The $element is a hash ref containing the keys:
- "tag"
- This is the tagname in lowercase, eg "a",
"br", "img". If you set the tag value to an empty
string, then the tag will not be outputted, but the tag contents
will.
- "content"
- This is the equivalent of DOM's innerHTML. It contains the
text content and any HTML tags contained within this element. You can
change the content or set it to an empty string so that it is not
outputted.
- "attr"
- "attr" contains a hashref containing the
attribute names and values
If for instance, you wanted to replace "<b>" tags with
"<span>" tags, you could do this:
sub b_callback {
my ($filter,$element) = @_;
$element->{tag} = 'span';
$element->{attr}{style} = 'font-weight:bold';
return 1;
}
- Attribute Callbacks
-
sub attr_callback {
my ( $filter, $tag, $attr_name, $attr_val ) = @_;
return undef | '' | 'value';
}
Attribute callbacks accept four parameters, the $filter object, the $tag
name, the $attr_name and the $attr_value.
It should return either "undef" to reject the attribute, or the
value to be used. An empty string keeps the attribute, but without a
value.
- "BanList" vs "BanAllBut" vs
"Rules"
- It is not necessary to use "BanList" or
"BanAllBut" - everything can be done via "Rules",
however it may be simpler to write:
BanAllBut => [qw(p div span)]
The logic works as follows:
* If BanAllBut exists, then ban everything but the tags in the list
* Add to the ban list any elements in BanList
* Any tags mentioned explicitly in Rules (eg a => 0, br => 1)
are added or removed from the BanList
* A default rule of { '*' => 0 } would ban all tags except
those mentioned in Rules
* A default rule of { '*' => 1 } would allow all tags except
those disallowed in the ban list, or by explicit rules
METHODS¶
This class provides the following methods:
- hss_init ()
- This method is called by new() and does the actual
initialisation work for the new HTML::StripScripts object.
- input_start_document ()
- This method initializes the filter, and must be called once
before starting on each HTML document to be filtered.
- input_start ( TEXT )
- Handles a start tag from the input document. TEXT must be
the full text of the tag, including angle-brackets.
- input_end ( TEXT )
- Handles an end tag from the input document. TEXT must be
the full text of the end tag, including angle-brackets.
- input_text ( TEXT )
- Handles some non-tag text from the input document.
- input_process ( TEXT )
- Handles a processing instruction from the input
document.
- input_comment ( TEXT )
- Handles an HTML comment from the input document.
- input_declaration ( TEXT )
- Handles an declaration from the input document.
- input_end_document ()
- Call this method to signal the end of the input
document.
- filtered_document ()
- Returns the filtered document as a string.
SUBCLASSING¶
The only reason for subclassing this module now is to add to the list of
accepted tags, attributes and styles (See "WHITELIST INITIALIZATION
METHODS"). Everything else can be achieved with "Rules".

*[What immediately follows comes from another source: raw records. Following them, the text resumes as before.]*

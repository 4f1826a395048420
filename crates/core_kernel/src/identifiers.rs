//! Strongly-typed identifiers for domain entities
//!
//! Newtype wrappers around UUIDs prevent accidental mixing of identifier
//! types, e.g. passing an order id where a party id is expected.

use serde::{Deserialize, Serialize};
use std::fmt;
use std::str::FromStr;
use uuid::Uuid;

macro_rules! define_id {
    ($name:ident, $prefix:literal) => {
        #[derive(Debug, Clone, Copy, PartialEq, Eq, Hash, Serialize, Deserialize)]
        #[serde(transparent)]
        pub struct $name(Uuid);

        impl $name {
            /// Creates a new random identifier
            pub fn new() -> Self {
                Self(Uuid::new_v4())
            }

            /// Creates from an existing UUID
            pub fn from_uuid(uuid: Uuid) -> Self {
                Self(uuid)
            }

            /// Returns the underlying UUID
            pub fn as_uuid(&self) -> &Uuid {
                &self.0
            }

            /// Returns the identifier prefix for display
            pub fn prefix() -> &'static str {
                $prefix
            }
        }

        impl Default for $name {
            fn default() -> Self {
                Self::new()
            }
        }

        impl fmt::Display for $name {
            fn fmt(&self, f: &mut fmt::Formatter<'_>) -> fmt::Result {
                write!(f, "{}-{}", $prefix, self.0)
            }
        }

        impl FromStr for $name {
            type Err = uuid::Error;

            fn from_str(s: &str) -> Result<Self, Self::Err> {
                // Accept both the bare UUID and the prefixed display form
                let uuid_str = s.strip_prefix(concat!($prefix, "-")).unwrap_or(s);
                Ok(Self(Uuid::parse_str(uuid_str)?))
            }
        }

        impl From<Uuid> for $name {
            fn from(uuid: Uuid) -> Self {
                Self(uuid)
            }
        }

        impl From<$name> for Uuid {
            fn from(id: $name) -> Uuid {
                id.0
            }
        }
    };
}

// Booking lifecycle identifiers
define_id!(OrderId, "ORD");
define_id!(PartyId, "PTY");
define_id!(ChecklistId, "CHK");

// Customer and billing identifiers
define_id!(CustomerId, "CUS");
define_id!(InvoiceId, "INV");
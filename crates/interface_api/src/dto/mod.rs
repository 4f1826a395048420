//! Request/Response data transfer objects
//!
//! Request bodies deserialize into the domain submission types directly;
//! the types here shape what leaves the API.

pub mod booking;
pub mod payment;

The "HTML::StripScripts" class is subclassable. Filter objects are
plain hashes and "HTML::StripScripts" reserves only hash keys that
start with "_hss". The filter configuration can be set up by
invoking the
hss_init() method, which takes the same arguments as
new().
OUTPUT METHODS¶
The filter outputs a stream of start tags, end tags, text, comments,
declarations and processing instructions, via the following
"output_*" methods. Subclasses may override these to intercept the
filter output.
The default implementations of the "output_*" methods pass the text on
to the
output() method. The default implementation of the
output() method appends the text to a string, which can be fetched with
the
filtered_document() method once processing is complete.
If the
output() method or the individual "output_*" methods are
overridden in a subclass, then
filtered_document() will not work in
that subclass.
- output_start_document ()
- This method gets called once at the start of each HTML
document passed through the filter. The default implementation does
nothing.
- output_end_document ()
- This method gets called once at the end of each HTML
document passed through the filter. The default implementation does
nothing.
- output_start ( TEXT )
- This method is used to output a filtered start tag.
- output_end ( TEXT )
- This method is used to output a filtered end tag.
- output_text ( TEXT )
- This method is used to output some filtered non-tag
text.
- output_declaration ( TEXT )
- This method is used to output a filtered declaration.
- output_comment ( TEXT )
- This method is used to output a filtered HTML comment.
- output_process ( TEXT )
- This method is used to output a filtered processing
instruction.
- output ( TEXT )
- This method is invoked by all of the default
"output_*" methods. The default implementation appends the text
to the string that the filtered_document() method will return.
- output_stack_entry ( TEXT )
- This method is invoked when a tag plus all text and nested
HTML content within the tag has been processed. It adds the tag plus its
content to the content for its parent tag.
REJECT METHODS¶
When the filter encounters something in the input document which it cannot
transform into an acceptable construct, it invokes one of the following
"reject_*" methods to put something in the output document to take
the place of the unacceptable construct.
The TEXT parameter is the full text of the unacceptable construct.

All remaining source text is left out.